» **Task prompt**
Would you please state how many lines in the entries contain the word "Creates"? Only the number should be given.

Stored data Block Start

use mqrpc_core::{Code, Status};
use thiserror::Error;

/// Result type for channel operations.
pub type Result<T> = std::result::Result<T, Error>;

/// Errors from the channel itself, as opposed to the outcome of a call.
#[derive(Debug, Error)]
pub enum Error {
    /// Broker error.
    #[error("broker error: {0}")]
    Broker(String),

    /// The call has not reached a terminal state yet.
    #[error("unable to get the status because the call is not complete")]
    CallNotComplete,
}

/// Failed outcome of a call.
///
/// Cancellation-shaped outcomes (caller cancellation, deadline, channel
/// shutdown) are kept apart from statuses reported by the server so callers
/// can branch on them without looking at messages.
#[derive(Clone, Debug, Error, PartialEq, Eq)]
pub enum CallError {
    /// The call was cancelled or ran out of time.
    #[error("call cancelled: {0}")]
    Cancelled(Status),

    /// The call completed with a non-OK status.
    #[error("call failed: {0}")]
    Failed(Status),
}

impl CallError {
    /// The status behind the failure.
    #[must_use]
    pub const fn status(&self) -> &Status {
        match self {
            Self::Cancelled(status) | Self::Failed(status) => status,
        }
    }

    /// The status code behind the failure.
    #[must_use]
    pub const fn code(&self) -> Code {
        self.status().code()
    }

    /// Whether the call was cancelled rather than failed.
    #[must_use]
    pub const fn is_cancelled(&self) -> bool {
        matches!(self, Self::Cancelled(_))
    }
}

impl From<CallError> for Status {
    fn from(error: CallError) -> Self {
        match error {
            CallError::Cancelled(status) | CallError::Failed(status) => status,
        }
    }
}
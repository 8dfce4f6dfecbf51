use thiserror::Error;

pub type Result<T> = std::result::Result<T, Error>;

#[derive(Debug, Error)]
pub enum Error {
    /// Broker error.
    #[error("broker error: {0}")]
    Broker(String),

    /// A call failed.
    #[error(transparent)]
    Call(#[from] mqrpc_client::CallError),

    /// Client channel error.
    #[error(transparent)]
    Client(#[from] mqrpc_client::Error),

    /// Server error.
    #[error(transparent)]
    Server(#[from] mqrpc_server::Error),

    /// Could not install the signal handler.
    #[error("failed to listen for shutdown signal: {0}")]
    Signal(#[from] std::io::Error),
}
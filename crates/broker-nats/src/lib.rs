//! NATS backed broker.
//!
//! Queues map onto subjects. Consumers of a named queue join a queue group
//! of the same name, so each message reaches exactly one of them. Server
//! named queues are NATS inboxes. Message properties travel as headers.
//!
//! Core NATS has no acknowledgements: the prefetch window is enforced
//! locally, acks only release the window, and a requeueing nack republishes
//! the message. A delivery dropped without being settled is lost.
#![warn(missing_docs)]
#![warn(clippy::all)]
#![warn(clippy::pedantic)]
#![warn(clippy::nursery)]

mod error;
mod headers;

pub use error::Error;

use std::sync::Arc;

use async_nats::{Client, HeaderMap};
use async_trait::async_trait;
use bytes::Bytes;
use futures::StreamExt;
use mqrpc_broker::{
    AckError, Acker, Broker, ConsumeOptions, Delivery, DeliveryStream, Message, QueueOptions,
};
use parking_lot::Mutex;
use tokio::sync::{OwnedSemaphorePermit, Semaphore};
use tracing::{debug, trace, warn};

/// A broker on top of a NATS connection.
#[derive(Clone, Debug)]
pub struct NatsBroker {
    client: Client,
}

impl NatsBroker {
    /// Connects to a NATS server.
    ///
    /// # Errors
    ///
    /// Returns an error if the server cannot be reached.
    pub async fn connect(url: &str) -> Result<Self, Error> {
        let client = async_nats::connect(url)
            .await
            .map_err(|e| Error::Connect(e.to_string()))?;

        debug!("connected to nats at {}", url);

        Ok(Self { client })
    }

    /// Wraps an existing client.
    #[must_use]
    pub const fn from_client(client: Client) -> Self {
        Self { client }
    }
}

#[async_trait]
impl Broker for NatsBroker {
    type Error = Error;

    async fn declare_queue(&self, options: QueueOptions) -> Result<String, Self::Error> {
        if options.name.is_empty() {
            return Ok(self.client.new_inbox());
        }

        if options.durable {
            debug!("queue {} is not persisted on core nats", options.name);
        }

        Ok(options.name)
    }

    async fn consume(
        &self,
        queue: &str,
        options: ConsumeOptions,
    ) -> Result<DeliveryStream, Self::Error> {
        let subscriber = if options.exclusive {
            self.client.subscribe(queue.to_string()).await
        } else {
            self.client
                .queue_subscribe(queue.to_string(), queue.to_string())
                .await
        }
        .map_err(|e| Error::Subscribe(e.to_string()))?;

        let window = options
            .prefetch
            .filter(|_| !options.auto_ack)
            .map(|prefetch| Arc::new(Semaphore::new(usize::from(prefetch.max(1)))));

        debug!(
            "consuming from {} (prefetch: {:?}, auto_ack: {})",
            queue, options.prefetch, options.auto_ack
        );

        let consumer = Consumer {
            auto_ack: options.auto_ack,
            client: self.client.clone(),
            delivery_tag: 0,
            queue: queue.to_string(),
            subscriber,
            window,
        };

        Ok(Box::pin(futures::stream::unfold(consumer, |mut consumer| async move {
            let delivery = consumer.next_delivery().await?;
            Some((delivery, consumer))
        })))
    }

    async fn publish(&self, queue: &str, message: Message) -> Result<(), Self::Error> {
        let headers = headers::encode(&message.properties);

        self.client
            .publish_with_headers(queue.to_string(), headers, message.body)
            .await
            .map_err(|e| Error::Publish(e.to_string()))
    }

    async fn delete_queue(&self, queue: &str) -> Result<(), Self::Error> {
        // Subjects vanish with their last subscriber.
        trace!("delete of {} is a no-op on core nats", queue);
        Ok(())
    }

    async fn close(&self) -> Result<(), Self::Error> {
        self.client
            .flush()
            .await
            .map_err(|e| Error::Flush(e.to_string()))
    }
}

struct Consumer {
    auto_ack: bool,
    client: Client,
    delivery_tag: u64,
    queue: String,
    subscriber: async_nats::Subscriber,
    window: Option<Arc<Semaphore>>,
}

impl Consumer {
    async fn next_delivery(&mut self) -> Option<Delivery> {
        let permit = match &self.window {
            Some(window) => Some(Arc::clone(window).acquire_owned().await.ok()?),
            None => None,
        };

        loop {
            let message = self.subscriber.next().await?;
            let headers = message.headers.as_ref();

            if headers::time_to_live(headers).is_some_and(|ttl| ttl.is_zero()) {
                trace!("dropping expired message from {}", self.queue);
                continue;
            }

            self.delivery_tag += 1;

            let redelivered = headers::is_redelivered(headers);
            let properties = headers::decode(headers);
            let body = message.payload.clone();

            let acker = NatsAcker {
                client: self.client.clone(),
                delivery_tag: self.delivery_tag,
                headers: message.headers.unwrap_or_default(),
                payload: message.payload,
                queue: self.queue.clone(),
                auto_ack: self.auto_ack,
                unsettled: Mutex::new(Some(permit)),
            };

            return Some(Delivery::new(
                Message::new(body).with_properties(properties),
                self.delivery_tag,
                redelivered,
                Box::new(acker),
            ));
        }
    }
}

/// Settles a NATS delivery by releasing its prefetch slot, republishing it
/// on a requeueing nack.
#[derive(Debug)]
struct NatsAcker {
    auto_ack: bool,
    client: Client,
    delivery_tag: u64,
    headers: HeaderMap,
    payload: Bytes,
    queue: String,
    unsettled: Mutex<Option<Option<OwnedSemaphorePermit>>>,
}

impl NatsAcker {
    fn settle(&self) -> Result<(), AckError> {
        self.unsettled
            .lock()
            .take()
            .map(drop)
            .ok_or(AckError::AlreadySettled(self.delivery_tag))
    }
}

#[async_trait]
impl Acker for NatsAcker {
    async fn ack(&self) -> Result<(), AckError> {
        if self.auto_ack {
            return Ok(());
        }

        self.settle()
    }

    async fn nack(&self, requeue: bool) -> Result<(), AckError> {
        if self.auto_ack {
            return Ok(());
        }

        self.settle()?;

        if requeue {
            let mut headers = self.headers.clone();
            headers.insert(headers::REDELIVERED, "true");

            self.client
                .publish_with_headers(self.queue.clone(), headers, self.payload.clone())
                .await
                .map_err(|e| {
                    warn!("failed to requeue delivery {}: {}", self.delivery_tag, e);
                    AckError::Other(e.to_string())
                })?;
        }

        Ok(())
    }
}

Stored data Block End
Stored data Block Start

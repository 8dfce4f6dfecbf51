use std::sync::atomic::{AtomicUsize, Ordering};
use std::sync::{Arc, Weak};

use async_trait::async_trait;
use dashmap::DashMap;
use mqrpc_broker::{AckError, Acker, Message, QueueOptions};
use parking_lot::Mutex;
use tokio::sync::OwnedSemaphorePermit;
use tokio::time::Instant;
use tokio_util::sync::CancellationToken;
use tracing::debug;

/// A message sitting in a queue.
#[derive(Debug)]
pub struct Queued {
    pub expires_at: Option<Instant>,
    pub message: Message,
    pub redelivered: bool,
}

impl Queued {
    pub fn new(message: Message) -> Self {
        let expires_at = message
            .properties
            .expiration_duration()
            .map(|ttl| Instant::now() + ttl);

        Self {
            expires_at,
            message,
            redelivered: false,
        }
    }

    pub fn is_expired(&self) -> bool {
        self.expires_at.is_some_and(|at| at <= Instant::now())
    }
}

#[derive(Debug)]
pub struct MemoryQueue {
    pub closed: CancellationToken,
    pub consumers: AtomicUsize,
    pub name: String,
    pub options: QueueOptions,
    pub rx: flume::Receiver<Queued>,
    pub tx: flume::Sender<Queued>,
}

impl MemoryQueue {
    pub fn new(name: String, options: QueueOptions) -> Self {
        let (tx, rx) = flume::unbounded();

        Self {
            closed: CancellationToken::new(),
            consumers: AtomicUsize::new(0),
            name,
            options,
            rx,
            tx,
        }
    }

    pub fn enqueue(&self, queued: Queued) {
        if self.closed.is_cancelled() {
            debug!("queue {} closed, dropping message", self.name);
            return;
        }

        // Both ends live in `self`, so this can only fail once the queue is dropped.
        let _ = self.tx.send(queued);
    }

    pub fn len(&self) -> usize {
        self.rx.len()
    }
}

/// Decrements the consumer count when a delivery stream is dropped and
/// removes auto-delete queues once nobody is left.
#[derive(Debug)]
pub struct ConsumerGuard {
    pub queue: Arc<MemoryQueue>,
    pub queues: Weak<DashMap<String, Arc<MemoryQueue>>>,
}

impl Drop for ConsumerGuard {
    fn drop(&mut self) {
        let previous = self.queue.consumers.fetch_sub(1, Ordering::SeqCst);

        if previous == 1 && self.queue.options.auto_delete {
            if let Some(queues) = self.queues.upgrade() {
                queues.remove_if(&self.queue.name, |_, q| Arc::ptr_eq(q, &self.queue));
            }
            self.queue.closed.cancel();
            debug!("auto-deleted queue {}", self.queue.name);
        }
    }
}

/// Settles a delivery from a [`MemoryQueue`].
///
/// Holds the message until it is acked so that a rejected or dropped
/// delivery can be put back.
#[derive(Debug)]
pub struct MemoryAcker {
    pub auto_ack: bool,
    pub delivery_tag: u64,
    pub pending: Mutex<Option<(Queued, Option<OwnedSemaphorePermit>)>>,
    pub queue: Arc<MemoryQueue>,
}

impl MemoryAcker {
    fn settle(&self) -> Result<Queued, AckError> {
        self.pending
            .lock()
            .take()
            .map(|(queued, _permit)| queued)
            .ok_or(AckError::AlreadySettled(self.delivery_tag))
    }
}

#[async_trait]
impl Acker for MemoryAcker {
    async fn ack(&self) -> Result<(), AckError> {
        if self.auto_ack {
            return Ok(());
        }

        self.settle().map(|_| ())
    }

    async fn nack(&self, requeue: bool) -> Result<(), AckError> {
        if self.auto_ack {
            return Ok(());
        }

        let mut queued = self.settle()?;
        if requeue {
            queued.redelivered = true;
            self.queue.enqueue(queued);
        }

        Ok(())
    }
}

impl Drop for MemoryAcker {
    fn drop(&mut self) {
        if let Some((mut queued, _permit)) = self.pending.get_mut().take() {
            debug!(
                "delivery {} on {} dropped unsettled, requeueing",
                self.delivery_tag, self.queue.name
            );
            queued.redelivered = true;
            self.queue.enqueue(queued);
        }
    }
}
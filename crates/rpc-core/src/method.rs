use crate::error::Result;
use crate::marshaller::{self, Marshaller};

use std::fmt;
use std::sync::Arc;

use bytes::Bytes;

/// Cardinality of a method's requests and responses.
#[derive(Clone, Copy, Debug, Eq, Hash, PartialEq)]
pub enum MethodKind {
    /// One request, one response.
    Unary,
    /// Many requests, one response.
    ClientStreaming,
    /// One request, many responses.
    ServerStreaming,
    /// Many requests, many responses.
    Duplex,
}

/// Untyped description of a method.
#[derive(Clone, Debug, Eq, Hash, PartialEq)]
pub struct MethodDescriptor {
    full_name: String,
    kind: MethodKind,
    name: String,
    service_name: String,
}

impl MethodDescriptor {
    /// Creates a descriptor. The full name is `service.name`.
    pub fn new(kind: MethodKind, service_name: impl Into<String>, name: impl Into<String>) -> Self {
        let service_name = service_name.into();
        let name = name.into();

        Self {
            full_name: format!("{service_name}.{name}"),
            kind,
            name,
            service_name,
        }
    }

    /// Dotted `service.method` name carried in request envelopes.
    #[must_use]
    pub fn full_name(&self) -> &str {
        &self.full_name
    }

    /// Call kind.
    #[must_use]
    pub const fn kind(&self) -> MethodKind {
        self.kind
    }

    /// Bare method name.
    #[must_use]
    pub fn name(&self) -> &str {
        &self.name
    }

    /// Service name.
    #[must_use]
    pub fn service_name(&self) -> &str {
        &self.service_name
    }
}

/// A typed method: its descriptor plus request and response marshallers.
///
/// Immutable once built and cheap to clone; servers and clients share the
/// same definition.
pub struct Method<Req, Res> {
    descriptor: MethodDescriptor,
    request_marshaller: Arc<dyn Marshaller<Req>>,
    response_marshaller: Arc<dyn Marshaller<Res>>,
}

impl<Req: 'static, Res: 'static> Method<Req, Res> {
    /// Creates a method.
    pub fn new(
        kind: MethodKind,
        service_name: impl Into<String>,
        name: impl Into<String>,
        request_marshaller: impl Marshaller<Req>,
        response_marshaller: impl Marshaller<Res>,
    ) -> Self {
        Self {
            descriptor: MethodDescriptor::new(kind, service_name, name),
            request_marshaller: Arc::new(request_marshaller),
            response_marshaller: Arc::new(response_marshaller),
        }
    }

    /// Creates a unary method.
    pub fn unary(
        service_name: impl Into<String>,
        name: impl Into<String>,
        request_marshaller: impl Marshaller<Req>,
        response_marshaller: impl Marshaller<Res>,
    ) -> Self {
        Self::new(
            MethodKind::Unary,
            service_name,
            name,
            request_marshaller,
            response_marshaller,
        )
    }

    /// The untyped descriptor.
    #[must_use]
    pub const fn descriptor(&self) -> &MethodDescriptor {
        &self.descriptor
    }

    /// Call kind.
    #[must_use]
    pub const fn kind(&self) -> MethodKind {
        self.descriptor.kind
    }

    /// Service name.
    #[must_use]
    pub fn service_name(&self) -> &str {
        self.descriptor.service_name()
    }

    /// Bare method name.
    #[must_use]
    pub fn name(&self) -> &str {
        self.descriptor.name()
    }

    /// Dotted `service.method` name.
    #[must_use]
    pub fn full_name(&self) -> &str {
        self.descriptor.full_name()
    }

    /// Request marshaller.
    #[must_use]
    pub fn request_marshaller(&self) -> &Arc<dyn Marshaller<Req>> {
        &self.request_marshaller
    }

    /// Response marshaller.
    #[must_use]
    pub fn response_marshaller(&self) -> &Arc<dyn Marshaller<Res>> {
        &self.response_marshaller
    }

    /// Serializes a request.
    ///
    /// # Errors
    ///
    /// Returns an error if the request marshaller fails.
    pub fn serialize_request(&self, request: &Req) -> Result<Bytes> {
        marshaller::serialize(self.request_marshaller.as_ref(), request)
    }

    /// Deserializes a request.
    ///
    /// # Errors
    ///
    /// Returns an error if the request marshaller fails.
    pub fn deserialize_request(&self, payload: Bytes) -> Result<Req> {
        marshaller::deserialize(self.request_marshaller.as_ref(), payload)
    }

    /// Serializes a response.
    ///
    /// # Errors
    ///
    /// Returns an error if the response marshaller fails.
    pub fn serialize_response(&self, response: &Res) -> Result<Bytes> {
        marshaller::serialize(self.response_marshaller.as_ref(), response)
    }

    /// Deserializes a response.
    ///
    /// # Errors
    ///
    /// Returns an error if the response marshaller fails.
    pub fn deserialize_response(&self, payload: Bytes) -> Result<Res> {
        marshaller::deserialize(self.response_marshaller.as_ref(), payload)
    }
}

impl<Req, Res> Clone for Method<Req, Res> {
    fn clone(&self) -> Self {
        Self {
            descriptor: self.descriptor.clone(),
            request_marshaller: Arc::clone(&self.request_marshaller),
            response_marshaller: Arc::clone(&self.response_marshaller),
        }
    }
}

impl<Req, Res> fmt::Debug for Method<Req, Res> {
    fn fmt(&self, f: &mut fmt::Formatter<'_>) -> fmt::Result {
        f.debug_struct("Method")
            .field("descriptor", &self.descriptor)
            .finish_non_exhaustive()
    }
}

Stored data Block End
Stored data Block Start

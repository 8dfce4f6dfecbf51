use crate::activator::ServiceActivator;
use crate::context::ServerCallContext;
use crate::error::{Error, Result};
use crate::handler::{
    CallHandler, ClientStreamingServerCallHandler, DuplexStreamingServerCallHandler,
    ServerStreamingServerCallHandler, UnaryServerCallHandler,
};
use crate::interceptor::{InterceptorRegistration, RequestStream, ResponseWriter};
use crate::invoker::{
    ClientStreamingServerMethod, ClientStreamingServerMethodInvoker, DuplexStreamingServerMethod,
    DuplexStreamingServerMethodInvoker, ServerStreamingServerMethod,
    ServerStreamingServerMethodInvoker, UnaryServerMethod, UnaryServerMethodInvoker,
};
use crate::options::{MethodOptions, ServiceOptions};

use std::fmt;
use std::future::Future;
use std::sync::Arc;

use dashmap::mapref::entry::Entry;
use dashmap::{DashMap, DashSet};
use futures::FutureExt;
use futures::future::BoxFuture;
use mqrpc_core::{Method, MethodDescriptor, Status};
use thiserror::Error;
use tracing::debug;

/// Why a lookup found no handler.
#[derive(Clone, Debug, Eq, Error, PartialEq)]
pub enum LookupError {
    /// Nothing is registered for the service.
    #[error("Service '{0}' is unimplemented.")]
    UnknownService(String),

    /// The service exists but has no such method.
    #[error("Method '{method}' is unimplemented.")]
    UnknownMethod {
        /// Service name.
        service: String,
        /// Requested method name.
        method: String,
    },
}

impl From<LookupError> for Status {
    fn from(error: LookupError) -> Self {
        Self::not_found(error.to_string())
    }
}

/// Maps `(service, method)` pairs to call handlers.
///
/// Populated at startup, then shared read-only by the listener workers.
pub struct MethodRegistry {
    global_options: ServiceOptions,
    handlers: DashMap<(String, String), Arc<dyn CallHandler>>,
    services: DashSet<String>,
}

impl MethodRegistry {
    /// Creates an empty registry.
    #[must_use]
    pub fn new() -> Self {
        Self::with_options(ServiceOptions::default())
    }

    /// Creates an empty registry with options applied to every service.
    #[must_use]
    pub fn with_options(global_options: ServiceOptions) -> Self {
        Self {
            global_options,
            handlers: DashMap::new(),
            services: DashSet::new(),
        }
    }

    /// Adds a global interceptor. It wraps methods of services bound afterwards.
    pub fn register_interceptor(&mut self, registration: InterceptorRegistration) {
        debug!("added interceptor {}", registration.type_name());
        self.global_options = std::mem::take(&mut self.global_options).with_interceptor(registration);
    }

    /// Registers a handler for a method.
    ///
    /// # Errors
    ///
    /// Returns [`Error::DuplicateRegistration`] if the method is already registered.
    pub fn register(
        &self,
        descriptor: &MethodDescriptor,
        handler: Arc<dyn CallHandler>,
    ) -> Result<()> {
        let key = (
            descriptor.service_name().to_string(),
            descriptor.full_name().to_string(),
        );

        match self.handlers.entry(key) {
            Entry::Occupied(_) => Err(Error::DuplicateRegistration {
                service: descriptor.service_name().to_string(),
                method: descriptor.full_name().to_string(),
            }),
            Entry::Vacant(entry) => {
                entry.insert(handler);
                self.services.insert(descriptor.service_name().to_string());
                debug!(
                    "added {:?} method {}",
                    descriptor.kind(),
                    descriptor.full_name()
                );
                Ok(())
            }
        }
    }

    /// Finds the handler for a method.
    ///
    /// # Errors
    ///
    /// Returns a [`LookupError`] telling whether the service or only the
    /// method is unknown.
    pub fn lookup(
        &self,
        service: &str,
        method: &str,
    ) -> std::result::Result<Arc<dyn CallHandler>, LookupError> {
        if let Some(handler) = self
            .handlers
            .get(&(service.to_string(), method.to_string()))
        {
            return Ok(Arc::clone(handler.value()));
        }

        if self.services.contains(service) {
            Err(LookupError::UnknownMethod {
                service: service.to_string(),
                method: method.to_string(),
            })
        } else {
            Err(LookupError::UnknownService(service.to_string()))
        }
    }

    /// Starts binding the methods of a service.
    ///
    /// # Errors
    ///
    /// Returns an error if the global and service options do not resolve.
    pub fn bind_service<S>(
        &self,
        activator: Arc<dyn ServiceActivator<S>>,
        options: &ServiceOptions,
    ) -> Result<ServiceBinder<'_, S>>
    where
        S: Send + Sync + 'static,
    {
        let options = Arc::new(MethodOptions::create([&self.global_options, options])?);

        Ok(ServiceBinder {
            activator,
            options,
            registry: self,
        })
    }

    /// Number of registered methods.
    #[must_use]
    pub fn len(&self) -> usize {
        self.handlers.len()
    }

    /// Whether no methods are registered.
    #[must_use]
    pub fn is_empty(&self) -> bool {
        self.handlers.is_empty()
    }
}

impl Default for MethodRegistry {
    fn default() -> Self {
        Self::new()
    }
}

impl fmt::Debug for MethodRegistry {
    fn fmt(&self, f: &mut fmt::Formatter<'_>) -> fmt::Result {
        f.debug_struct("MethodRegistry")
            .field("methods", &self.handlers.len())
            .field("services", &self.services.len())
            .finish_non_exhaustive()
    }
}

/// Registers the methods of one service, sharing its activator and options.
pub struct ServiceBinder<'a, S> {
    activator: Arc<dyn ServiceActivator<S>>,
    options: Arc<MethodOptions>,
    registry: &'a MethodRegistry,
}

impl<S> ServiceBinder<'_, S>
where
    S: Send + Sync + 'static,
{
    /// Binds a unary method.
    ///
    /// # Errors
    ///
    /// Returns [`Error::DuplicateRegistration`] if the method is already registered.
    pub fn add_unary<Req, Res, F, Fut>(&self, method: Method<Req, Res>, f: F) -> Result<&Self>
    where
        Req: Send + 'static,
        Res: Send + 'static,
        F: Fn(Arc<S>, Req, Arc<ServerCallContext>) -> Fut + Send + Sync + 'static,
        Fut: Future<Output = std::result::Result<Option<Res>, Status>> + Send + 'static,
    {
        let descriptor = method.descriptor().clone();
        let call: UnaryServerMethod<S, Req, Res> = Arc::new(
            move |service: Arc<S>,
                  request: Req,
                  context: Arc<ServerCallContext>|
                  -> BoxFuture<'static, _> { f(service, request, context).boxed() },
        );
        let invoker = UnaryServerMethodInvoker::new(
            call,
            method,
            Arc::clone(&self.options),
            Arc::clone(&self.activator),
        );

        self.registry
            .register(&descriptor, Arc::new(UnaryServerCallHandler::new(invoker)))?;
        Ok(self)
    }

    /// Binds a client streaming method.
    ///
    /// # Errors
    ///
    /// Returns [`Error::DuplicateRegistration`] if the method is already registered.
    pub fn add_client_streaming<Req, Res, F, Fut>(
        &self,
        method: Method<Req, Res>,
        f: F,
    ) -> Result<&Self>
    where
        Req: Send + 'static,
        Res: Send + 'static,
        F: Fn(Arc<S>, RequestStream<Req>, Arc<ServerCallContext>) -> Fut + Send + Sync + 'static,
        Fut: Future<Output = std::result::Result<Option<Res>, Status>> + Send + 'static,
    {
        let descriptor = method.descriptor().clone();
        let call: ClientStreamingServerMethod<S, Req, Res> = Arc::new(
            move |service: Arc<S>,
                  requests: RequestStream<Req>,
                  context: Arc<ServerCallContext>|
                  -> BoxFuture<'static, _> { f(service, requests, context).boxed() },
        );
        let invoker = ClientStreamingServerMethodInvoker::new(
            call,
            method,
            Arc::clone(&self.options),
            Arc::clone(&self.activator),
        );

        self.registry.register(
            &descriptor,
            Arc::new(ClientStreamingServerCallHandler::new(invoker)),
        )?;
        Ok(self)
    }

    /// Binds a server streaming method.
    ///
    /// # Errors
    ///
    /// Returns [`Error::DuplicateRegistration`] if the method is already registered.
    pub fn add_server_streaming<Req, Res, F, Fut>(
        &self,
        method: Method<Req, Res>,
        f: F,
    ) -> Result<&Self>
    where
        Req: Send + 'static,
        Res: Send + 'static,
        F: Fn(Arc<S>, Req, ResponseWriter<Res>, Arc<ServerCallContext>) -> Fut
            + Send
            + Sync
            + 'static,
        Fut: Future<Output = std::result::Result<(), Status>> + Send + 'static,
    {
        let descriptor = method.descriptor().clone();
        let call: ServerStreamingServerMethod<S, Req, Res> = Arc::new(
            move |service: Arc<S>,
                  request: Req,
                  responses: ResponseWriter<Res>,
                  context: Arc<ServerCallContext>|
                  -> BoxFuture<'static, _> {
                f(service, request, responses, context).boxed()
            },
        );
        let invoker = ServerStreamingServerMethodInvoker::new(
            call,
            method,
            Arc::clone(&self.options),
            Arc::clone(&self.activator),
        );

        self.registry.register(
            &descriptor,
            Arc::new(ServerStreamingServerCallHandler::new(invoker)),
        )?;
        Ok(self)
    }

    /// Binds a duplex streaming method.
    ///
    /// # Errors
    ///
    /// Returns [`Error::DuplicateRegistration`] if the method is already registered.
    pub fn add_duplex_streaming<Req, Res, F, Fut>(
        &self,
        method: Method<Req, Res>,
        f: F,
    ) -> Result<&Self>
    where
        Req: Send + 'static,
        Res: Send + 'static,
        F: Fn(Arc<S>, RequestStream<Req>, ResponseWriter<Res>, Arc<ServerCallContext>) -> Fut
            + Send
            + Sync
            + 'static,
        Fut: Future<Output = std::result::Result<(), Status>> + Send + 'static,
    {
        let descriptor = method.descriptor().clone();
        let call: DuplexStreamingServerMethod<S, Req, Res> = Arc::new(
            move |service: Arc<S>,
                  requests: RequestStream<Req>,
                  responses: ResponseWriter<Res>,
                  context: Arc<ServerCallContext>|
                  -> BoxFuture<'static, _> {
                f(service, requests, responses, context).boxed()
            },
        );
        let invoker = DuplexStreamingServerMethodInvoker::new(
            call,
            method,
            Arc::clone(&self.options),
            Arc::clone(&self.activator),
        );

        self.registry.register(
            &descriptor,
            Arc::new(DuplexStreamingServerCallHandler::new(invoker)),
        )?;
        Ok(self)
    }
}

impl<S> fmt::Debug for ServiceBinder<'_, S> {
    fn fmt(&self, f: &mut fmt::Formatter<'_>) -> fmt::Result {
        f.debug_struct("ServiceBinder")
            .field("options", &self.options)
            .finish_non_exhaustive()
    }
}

Stored data Block End

» **Solution for this problem**
5